──────── Excerpted data
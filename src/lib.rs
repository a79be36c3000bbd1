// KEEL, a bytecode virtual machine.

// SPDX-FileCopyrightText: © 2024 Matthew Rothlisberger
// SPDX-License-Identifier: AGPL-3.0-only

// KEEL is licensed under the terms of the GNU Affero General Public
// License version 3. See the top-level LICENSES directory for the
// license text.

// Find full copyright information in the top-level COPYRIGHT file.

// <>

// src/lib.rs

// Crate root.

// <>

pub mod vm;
────────────────
What you are asked to do
Output the entire listing precisely as it stands.

Output for this task
filename src/lib.rs
repository a79be36c3000bbd1
// KEEL, a bytecode virtual machine.

// SPDX-FileCopyrightText: © 2024 Matthew Rothlisberger
// SPDX-License-Identifier: AGPL-3.0-only

// KEEL is licensed under the terms of the GNU Affero General Public
// License version 3. See the top-level LICENSES directory for the
// license text.

// Find full copyright information in the top-level COPYRIGHT file.

// <>

// src/lib.rs

// Crate root.

// <>

pub mod vm;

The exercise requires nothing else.